面会には監督が立会った。面会人から直接金品を受け取ることは出来ない。郵便物も同様だつた。厳重な検査があった。そしてお金と刃物類と薬品は没収された。お金は園発行の金券と交換され、月いくらと決まった額だけ使用が許可されたが、なんでも買えるわけではなかった。食物を例にとると、肉類と魚類とはぜいたく品とされて禁止されていた。医師の診察によって、特別に許されることもあったが、対象となる人は、余命いくばくもない重症者である。印刷物では、中央公論と新聞の購読が禁止されていた。園で検閲した新聞が図書館に数部置いてあったが、時々新聞に窓が開いていた。患者に読ませてはならない記事は切り取ってあったのである。  

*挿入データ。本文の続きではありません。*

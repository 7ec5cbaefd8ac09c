//! Simulated time courses
//!
//! A [`Trajectory`] stores one state vector per requested time point. It is produced once
//! per evaluator call and only ever summarized into residuals or written out by callers.

use ndarray::{s, Array1, Array2, ArrayView1, Axis};
use serde::{Deserialize, Serialize};

/// States of a pathway at a sequence of time points.
#[derive(Debug, Clone, PartialEq)]
pub struct Trajectory {
    times: Vec<f64>,
    /// One row per time point, one column per metabolite
    states: Array2<f64>,
}

impl Trajectory {
    /// Creates a trajectory from rows of state vectors.
    ///
    /// # Arguments
    ///
    /// * `times` - Time points
    /// * `rows` - State vectors, one per time point, all of equal length
    ///
    /// # Returns
    ///
    /// * `Option<Trajectory>` - `None` if the rows are ragged or their number does not
    ///   match the number of time points
    pub fn from_rows(times: Vec<f64>, rows: &[Vec<f64>]) -> Option<Self> {
        if rows.len() != times.len() {
            return None;
        }

        let n_states = rows.first().map_or(0, |r| r.len());
        if rows.iter().any(|r| r.len() != n_states) {
            return None;
        }

        let flat = rows.iter().flatten().copied().collect::<Vec<_>>();
        let states = Array2::from_shape_vec((times.len(), n_states), flat).ok()?;

        Some(Self { times, states })
    }

    pub fn times(&self) -> &[f64] {
        &self.times
    }

    pub fn states(&self) -> &Array2<f64> {
        &self.states
    }

    pub fn n_times(&self) -> usize {
        self.times.len()
    }

    pub fn n_states(&self) -> usize {
        self.states.ncols()
    }

    /// Time course of a single metabolite.
    pub fn species(&self, index: usize) -> ArrayView1<'_, f64> {
        self.states.column(index)
    }

    /// State vector at the last time point.
    pub fn last_state(&self) -> Option<Array1<f64>> {
        self.states
            .axis_iter(Axis(0))
            .last()
            .map(|row| row.to_owned())
    }

    /// Projects the trajectory onto observed metabolites.
    ///
    /// # Arguments
    ///
    /// * `observable` - State indices, in observation order
    ///
    /// # Returns
    ///
    /// * `Array2<f64>` - One row per observed metabolite, one column per time point
    pub fn observed(&self, observable: &[usize]) -> Array2<f64> {
        self.states.select(Axis(1), observable).reversed_axes()
    }

    /// Drops the first `n` time points.
    pub fn drop_leading(self, n: usize) -> Self {
        let n = n.min(self.times.len());
        Self {
            times: self.times[n..].to_vec(),
            states: self.states.slice(s![n.., ..]).to_owned(),
        }
    }

    /// Converts into a serializable record with named metabolites.
    pub fn to_record(&self, metabolites: &[&str]) -> TrajectoryRecord {
        TrajectoryRecord {
            time: self.times.clone(),
            species: metabolites
                .iter()
                .enumerate()
                .map(|(i, name)| (name.to_string(), self.species(i).to_vec()))
                .collect(),
        }
    }
}

/// Serializable form of a trajectory keyed by metabolite name.
#[derive(Debug, Clone, Serialize, Deserialize, PartialEq)]
pub struct TrajectoryRecord {
    pub time: Vec<f64>,
    pub species: Vec<(String, Vec<f64>)>,
}

#[cfg(test)]
mod tests {
    use ndarray::array;

    use super::*;

    #[test]
    fn test_from_rows_and_projection() {
        let traj = Trajectory::from_rows(
            vec![0.0, 1.0],
            &[vec![1.0, 2.0, 3.0], vec![4.0, 5.0, 6.0]],
        )
        .unwrap();

        assert_eq!(traj.n_states(), 3);
        assert_eq!(traj.observed(&[2, 0]), array![[3.0, 6.0], [1.0, 4.0]]);
        assert_eq!(traj.last_state().unwrap(), array![4.0, 5.0, 6.0]);

        let tail = traj.drop_leading(1);
        assert_eq!(tail.times(), &[1.0]);
        assert_eq!(tail.states(), &array![[4.0, 5.0, 6.0]]);
    }

    #[test]
    fn test_from_rows_rejects_ragged() {
        assert!(Trajectory::from_rows(vec![0.0, 1.0], &[vec![1.0], vec![1.0, 2.0]]).is_none());
        assert!(Trajectory::from_rows(vec![0.0], &[vec![1.0], vec![2.0]]).is_none());
    }
}
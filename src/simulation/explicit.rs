//! Explicit integrators backed by peroxide
//!
//! [`ExplicitSolver`] wraps any peroxide [`ODEIntegrator`] (RK4, RK5, RKF45, GL4, ...)
//! behind the crate's [`Integrator`] contract. The solver steps from the first to the
//! last requested time with step size `dt`, and the output is resampled onto the
//! requested grid. Useful as a cross-check of the stiff solver on mild parameter sets.

use peroxide::fuga::{BasicODESolver, ODEIntegrator, ODEProblem, ODESolver};

use super::{
    error::IntegrationError,
    integrator::{validate_times, Integrator},
    interpolation::interpolate,
    trajectory::Trajectory,
};

/// Fixed or adaptive explicit stepping followed by spline resampling.
#[derive(Debug, Clone)]
pub struct ExplicitSolver<S: ODEIntegrator + Clone> {
    integrator: S,
    dt: f64,
}

impl<S: ODEIntegrator + Clone> ExplicitSolver<S> {
    /// Creates a solver stepping with `dt` (or starting from `dt`, for adaptive methods).
    pub fn new(integrator: S, dt: f64) -> Self {
        Self { integrator, dt }
    }

    pub fn dt(&self) -> f64 {
        self.dt
    }
}

impl<S> Integrator for ExplicitSolver<S>
where
    S: ODEIntegrator + Clone + Send + Sync,
{
    fn integrate<P: ODEProblem>(
        &self,
        problem: &P,
        y0: &[f64],
        times: &[f64],
    ) -> Result<Trajectory, IntegrationError> {
        validate_times(times)?;

        if !(self.dt.is_finite() && self.dt > 0.0) {
            return Err(IntegrationError::SolverError(format!(
                "Step size must be positive, got {}",
                self.dt
            )));
        }

        let t0 = times[0];
        let t1 = times[times.len() - 1];

        if t1 == t0 {
            let rows = vec![y0.to_vec(); times.len()];
            return trajectory(times, &rows, y0.len());
        }

        let solver = BasicODESolver::new(self.integrator.clone());
        let (t_out, y_out) = solver
            .solve(problem, (t0, t1), self.dt, y0)
            .map_err(|e| IntegrationError::RhsError(e.to_string()))?;

        if let Some(t) = y_out
            .iter()
            .zip(&t_out)
            .find(|(y, _)| y.iter().any(|v| !v.is_finite()))
            .map(|(_, t)| *t)
        {
            return Err(IntegrationError::NonFiniteState(t));
        }

        let rows = interpolate(&y_out, &t_out, times).ok_or_else(|| {
            IntegrationError::SolverError("Solver output could not be resampled".to_string())
        })?;

        trajectory(times, &rows, y0.len())
    }
}

fn trajectory(times: &[f64], rows: &[Vec<f64>], expected: usize) -> Result<Trajectory, IntegrationError> {
    Trajectory::from_rows(times.to_vec(), rows).ok_or(IntegrationError::DimensionMismatch {
        expected,
        found: rows.first().map_or(0, |r| r.len()),
    })
}

#[cfg(test)]
mod tests {
    use approx::assert_relative_eq;
    use peroxide::fuga::RK4;

    use crate::simulation::{stiff::StiffSolver, GlycolysisModel, Pathway};
    use crate::parameters::ParameterSet;

    use super::*;

    struct Decay;

    impl ODEProblem for Decay {
        fn rhs(&self, _t: f64, y: &[f64], dy: &mut [f64]) -> anyhow::Result<()> {
            dy[0] = -0.5 * y[0];
            Ok(())
        }
    }

    #[test]
    fn test_rk4_decay_on_requested_grid() {
        // ARRANGE
        let solver = ExplicitSolver::new(RK4, 0.01);
        let times = [0.0, 0.25, 1.0, 3.0];

        // ACT
        let traj = solver.integrate(&Decay, &[1.0], &times).unwrap();

        // ASSERT
        assert_eq!(traj.times(), &times);
        for (i, t) in times.iter().enumerate() {
            assert_relative_eq!(traj.states()[(i, 0)], (-0.5 * t).exp(), max_relative = 1e-4);
        }
    }

    #[test]
    fn test_agrees_with_stiff_solver_on_glycolysis() {
        let model = GlycolysisModel::new(ParameterSet::literature());
        let y0 = model.initial_state();
        let times = [0.0, 0.01, 0.02, 0.05];

        let explicit = ExplicitSolver::new(RK4, 1e-5)
            .integrate(&model, &y0, &times)
            .unwrap();
        let stiff = StiffSolver::default().integrate(&model, &y0, &times).unwrap();

        for (a, b) in explicit.states().iter().zip(stiff.states().iter()) {
            assert_relative_eq!(a, b, epsilon = 1e-3, max_relative = 1e-3);
        }
    }

    #[test]
    fn test_rejects_non_positive_step() {
        let solver = ExplicitSolver::new(RK4, 0.0);
        assert!(matches!(
            solver.integrate(&Decay, &[1.0], &[0.0, 1.0]),
            Err(IntegrationError::SolverError(_))
        ));
    }
}
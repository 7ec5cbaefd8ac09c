//! Proposal distribution
//!
//! Candidates are drawn componentwise and independently. Under positive-only sampling each
//! component is log-normal with the proposal mean and spread as its arithmetic mean and
//! standard deviation; otherwise it is normal.

use rand::{distributions::Distribution, Rng};
use statrs::distribution::{LogNormal, Normal};

use super::error::McemError;

/// Smallest spread handed to a distribution constructor
pub(crate) const SPREAD_FLOOR: f64 = f64::MIN_POSITIVE;

enum Component {
    LogNormal(LogNormal),
    Normal(Normal),
}

/// Independent per-parameter proposal for one EM iteration.
pub(crate) struct Proposal {
    components: Vec<Component>,
}

impl Proposal {
    /// Builds the proposal for the current mean and spread.
    ///
    /// # Arguments
    ///
    /// * `mean` - Proposal mean per parameter
    /// * `spread` - Proposal standard deviation per parameter
    /// * `positive_only` - Use log-normal components
    /// * `min_relative_spread` - Lower bound of `spread / |mean|`
    pub(crate) fn new(
        mean: &[f64],
        spread: &[f64],
        positive_only: bool,
        min_relative_spread: f64,
    ) -> Result<Self, McemError> {
        let components = mean
            .iter()
            .zip(spread)
            .enumerate()
            .map(|(index, (mn, sd))| {
                let sd = sd.max(min_relative_spread * mn.abs()).max(SPREAD_FLOOR);

                let component = if positive_only {
                    let (mu, sigma) = log_normal_moments(*mn, sd);
                    LogNormal::new(mu, sigma.max(SPREAD_FLOOR))
                        .map(Component::LogNormal)
                        .map_err(|e| e.to_string())
                } else {
                    Normal::new(*mn, sd)
                        .map(Component::Normal)
                        .map_err(|e| e.to_string())
                };

                component.map_err(|message| McemError::InvalidProposal { index, message })
            })
            .collect::<Result<Vec<_>, _>>()?;

        Ok(Self { components })
    }

    /// Draws one candidate vector.
    pub(crate) fn sample<R: Rng + ?Sized>(&self, rng: &mut R) -> Vec<f64> {
        self.components
            .iter()
            .map(|c| match c {
                Component::LogNormal(d) => d.sample(rng),
                Component::Normal(d) => d.sample(rng),
            })
            .collect()
    }
}

/// Log-space location and scale of a log-normal with arithmetic mean `mean` and
/// standard deviation `sd`.
///
/// μ = ln(mean / √(1 + cv²)), σ = √ln(1 + cv²) with cv = sd / mean
pub(crate) fn log_normal_moments(mean: f64, sd: f64) -> (f64, f64) {
    let cv2 = (sd / mean).powi(2);
    let mu = (mean / (1.0 + cv2).sqrt()).ln();
    let sigma = cv2.ln_1p().sqrt();
    (mu, sigma)
}

#[cfg(test)]
mod tests {
    use approx::assert_relative_eq;
    use rand::{rngs::StdRng, SeedableRng};

    use super::*;

    #[test]
    fn test_log_normal_moments_recover_mean_and_sd() {
        let (mu, sigma) = log_normal_moments(2.0, 0.4);
        let mean = (mu + 0.5 * sigma * sigma).exp();
        let var = ((sigma * sigma).exp() - 1.0) * (2.0 * mu + sigma * sigma).exp();

        assert_relative_eq!(mean, 2.0, epsilon = 1e-12);
        assert_relative_eq!(var.sqrt(), 0.4, epsilon = 1e-12);
    }

    #[test]
    fn test_positive_samples() {
        let proposal = Proposal::new(&[1.0, 50.0], &[0.5, 10.0], true, 0.0).unwrap();
        let mut rng = StdRng::seed_from_u64(1);

        for _ in 0..200 {
            assert!(proposal.sample(&mut rng).iter().all(|v| *v > 0.0));
        }
    }

    #[test]
    fn test_collapsed_spread_is_floored() {
        let proposal = Proposal::new(&[3.0], &[0.0], true, 0.0).unwrap();
        let mut rng = StdRng::seed_from_u64(1);
        assert_relative_eq!(proposal.sample(&mut rng)[0], 3.0, max_relative = 1e-12);

        let widened = Proposal::new(&[3.0], &[0.0], false, 0.1).unwrap();
        let draws = (0..50).map(|_| widened.sample(&mut rng)[0]).collect::<Vec<_>>();
        assert!(draws.iter().any(|d| (d - 3.0).abs() > 1e-6));
    }

    #[test]
    fn test_invalid_mean_is_reported() {
        assert!(matches!(
            Proposal::new(&[f64::NAN], &[1.0], false, 0.0),
            Err(McemError::InvalidProposal { index: 0, .. })
        ));
    }
}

職員と患者の関係は、看守と囚人の関係である。監督の態度は尊大で、患者に対して「オイ、こら」警官の口調だった。病んでいるとき、医師や看護婦から労わりの言葉をかけられ、感動したことがあった。人間として扱われた感激なのである。いつくずれるかしれない病気に対する恐怖がある。こうした中で、若かった私は、自分のために涙を流してくれる人は、この世の中に一人もいないのかと天に訴え、地に訴え叫んだ。そして、それから十数年後、霊肉共死のベッドで、私のために十字架上で血を流しつつ、神にとりなしをしているイエスを知った。

 (二)

イエス・キリスト、御名を口にするとき、私の心は喜びで震える。十字架上のイエスの姿を仰いだとき、私は知った。誰かイエスの如く、らいを病んだ者はいるか、誰か彼の如く、めしいとなった者はいるか、誰か彼の歩く手足の萎えたる者、聾唖者、囚人、罪人、誰か彼の如く恥を負った者はいるか、彼は世のもろもろの病い、もろもろの苦しみ、もろもろの恥を負って下さるのである。 

誰かイエスの如く、死にまで下った者がいるか。日本が第二次世界大戦に敗れたとき、多くの戦犯者が死刑になったが、この人たちほど死に近く、死を知った者はいない。死の判決を受けたとき、或いは病重くして、医師からその宣告を受けたとき、死に最も近く、死を知ることが出来るのである。しかしそれは外側から知るのみであって、内側から知ることは出来ない。内側から知るとき、生はもはや生ではなく死である。人間は最後に死ぬ。その意味で誰もが死を持っている。だが誰も死を実験したり、経験することは出来ない。誰も死を知っていながら、その実、誰も知らないのである。  ただイエスのみが知っている。人間の罪を負って死にまで下り、御自身を死の支配に委ねられた。これを御手の業に修めしめ、万物をその足の下に従わせ給う御子の死である。この日は暗く、昼の十二時より地は暗黒におおわれた。そして三日目に、イエスは死の服を破って甦りたもうた。死を征服されたのである。そのとき、被造物もまた甦ったのである。パウロはアダムを来たるべき者の型として次の如く説明する。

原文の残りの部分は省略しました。